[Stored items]
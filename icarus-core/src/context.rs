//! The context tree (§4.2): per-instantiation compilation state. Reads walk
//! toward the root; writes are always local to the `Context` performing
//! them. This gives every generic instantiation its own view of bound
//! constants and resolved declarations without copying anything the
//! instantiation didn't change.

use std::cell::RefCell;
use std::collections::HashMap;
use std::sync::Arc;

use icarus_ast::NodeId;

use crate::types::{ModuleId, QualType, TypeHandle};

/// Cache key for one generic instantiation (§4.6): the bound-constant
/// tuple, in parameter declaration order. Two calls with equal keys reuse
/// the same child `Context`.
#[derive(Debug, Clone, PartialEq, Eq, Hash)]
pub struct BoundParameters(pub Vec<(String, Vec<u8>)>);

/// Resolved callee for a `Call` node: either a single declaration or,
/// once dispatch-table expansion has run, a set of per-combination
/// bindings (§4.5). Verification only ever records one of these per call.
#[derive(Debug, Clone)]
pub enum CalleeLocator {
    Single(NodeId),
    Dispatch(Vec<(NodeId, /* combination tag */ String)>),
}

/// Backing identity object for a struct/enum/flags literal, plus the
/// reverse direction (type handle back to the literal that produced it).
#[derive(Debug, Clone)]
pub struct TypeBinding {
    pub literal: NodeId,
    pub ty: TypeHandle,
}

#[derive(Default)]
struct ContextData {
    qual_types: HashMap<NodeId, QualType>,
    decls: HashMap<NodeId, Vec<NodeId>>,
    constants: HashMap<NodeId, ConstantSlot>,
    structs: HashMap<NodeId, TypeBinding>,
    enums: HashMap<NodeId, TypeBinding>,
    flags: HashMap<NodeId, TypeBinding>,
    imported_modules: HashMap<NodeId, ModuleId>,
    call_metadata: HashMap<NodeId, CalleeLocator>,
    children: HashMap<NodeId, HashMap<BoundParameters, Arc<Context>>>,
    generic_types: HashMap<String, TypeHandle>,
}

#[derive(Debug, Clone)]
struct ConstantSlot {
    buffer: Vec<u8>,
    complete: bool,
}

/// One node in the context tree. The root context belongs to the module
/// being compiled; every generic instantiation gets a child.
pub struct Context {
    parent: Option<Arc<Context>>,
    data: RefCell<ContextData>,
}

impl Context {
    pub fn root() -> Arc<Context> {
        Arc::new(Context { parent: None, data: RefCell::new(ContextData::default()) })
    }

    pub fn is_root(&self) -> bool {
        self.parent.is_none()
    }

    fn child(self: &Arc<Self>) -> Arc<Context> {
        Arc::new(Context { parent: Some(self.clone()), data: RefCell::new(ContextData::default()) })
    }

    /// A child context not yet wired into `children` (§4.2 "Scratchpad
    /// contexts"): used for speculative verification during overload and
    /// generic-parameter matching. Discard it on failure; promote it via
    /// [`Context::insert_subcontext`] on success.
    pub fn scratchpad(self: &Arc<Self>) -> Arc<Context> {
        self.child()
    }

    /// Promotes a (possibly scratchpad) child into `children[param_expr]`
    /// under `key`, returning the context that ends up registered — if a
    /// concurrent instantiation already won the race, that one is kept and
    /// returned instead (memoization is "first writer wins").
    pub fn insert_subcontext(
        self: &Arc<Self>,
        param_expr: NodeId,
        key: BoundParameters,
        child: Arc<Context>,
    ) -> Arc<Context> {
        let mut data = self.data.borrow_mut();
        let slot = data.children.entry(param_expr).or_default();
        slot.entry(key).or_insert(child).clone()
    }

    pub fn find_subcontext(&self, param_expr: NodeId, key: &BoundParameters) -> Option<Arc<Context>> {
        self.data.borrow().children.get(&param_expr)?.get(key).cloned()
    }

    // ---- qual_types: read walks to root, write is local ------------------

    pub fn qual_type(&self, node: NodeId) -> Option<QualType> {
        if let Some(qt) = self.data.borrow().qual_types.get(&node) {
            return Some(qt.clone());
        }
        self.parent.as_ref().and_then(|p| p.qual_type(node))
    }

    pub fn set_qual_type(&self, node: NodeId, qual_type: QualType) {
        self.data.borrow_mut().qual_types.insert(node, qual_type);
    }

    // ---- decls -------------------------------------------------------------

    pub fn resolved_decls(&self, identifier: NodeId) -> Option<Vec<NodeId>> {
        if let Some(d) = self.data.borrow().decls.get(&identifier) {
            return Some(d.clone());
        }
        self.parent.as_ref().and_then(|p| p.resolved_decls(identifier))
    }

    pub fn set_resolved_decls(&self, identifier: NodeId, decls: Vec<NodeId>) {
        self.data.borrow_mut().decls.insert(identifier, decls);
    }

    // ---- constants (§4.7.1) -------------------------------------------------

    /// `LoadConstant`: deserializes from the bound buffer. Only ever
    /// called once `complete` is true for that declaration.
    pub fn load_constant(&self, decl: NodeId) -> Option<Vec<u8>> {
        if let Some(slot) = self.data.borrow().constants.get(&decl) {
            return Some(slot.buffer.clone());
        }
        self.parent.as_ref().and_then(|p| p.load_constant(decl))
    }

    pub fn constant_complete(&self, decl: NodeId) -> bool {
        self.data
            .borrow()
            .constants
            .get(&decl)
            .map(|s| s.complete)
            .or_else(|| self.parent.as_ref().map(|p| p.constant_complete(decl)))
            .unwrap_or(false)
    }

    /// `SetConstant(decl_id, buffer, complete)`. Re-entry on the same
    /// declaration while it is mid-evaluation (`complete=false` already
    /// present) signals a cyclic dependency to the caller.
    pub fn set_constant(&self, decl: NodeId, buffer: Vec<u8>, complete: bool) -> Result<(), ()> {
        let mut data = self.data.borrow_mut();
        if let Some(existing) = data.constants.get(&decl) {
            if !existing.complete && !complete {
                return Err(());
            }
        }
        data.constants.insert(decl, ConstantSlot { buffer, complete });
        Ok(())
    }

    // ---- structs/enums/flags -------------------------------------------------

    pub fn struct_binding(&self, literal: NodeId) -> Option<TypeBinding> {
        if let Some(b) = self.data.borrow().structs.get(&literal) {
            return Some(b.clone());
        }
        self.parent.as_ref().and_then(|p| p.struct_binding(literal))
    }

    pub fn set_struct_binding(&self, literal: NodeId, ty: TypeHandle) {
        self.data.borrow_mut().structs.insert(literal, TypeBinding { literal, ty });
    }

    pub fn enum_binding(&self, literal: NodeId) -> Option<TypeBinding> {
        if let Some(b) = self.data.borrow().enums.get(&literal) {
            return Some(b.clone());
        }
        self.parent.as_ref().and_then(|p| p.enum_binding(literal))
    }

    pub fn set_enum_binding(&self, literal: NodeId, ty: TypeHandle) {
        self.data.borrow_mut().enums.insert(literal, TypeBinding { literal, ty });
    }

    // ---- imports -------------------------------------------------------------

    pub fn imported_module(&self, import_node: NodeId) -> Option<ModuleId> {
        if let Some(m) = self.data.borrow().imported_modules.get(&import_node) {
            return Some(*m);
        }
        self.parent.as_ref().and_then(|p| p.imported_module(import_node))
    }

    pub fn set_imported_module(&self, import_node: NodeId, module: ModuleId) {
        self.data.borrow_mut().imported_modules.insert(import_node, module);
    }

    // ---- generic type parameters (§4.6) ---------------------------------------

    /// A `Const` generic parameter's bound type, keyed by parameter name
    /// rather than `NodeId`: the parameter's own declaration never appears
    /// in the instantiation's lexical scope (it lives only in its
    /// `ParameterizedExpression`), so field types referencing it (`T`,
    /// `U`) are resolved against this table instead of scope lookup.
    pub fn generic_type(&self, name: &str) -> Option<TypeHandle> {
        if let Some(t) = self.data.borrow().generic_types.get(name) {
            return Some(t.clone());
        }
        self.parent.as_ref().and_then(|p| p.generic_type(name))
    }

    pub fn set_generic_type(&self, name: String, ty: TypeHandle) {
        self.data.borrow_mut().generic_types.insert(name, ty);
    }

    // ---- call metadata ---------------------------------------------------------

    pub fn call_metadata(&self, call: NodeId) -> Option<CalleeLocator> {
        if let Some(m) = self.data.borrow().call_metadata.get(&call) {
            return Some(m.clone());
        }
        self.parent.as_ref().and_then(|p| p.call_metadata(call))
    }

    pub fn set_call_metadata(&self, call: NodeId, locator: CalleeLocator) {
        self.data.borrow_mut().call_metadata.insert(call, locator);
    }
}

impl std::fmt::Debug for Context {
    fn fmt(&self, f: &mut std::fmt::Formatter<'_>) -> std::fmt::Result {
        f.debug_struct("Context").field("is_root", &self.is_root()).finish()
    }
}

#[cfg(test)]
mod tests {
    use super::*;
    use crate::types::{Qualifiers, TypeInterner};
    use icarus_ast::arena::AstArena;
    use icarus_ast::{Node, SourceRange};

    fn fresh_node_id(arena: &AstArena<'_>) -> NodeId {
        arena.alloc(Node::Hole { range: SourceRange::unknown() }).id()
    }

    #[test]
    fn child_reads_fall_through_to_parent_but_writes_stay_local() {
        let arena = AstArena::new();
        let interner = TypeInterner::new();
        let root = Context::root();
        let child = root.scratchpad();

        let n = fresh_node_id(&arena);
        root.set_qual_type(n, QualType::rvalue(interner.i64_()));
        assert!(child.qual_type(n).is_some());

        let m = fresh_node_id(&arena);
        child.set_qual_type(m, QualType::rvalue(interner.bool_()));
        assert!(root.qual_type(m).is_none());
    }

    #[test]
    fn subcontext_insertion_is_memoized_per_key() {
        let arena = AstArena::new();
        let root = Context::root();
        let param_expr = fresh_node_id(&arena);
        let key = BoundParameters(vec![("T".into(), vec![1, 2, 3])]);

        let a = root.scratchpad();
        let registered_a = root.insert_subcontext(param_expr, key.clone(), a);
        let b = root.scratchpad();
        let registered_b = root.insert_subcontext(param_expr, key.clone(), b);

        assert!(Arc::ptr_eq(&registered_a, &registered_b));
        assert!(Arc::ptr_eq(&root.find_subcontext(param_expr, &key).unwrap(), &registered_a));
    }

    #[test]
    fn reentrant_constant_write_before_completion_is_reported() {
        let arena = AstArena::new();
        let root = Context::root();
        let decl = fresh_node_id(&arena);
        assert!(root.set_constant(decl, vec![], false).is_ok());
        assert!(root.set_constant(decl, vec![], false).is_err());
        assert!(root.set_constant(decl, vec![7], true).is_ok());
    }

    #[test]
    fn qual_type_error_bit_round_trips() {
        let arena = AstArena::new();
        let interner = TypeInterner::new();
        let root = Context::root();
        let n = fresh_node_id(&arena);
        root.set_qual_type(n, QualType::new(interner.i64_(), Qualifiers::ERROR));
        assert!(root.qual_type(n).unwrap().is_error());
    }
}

# Task details:
Every line of the data that holds "impl" should be counted, and only the total given.

# Exercise response:
2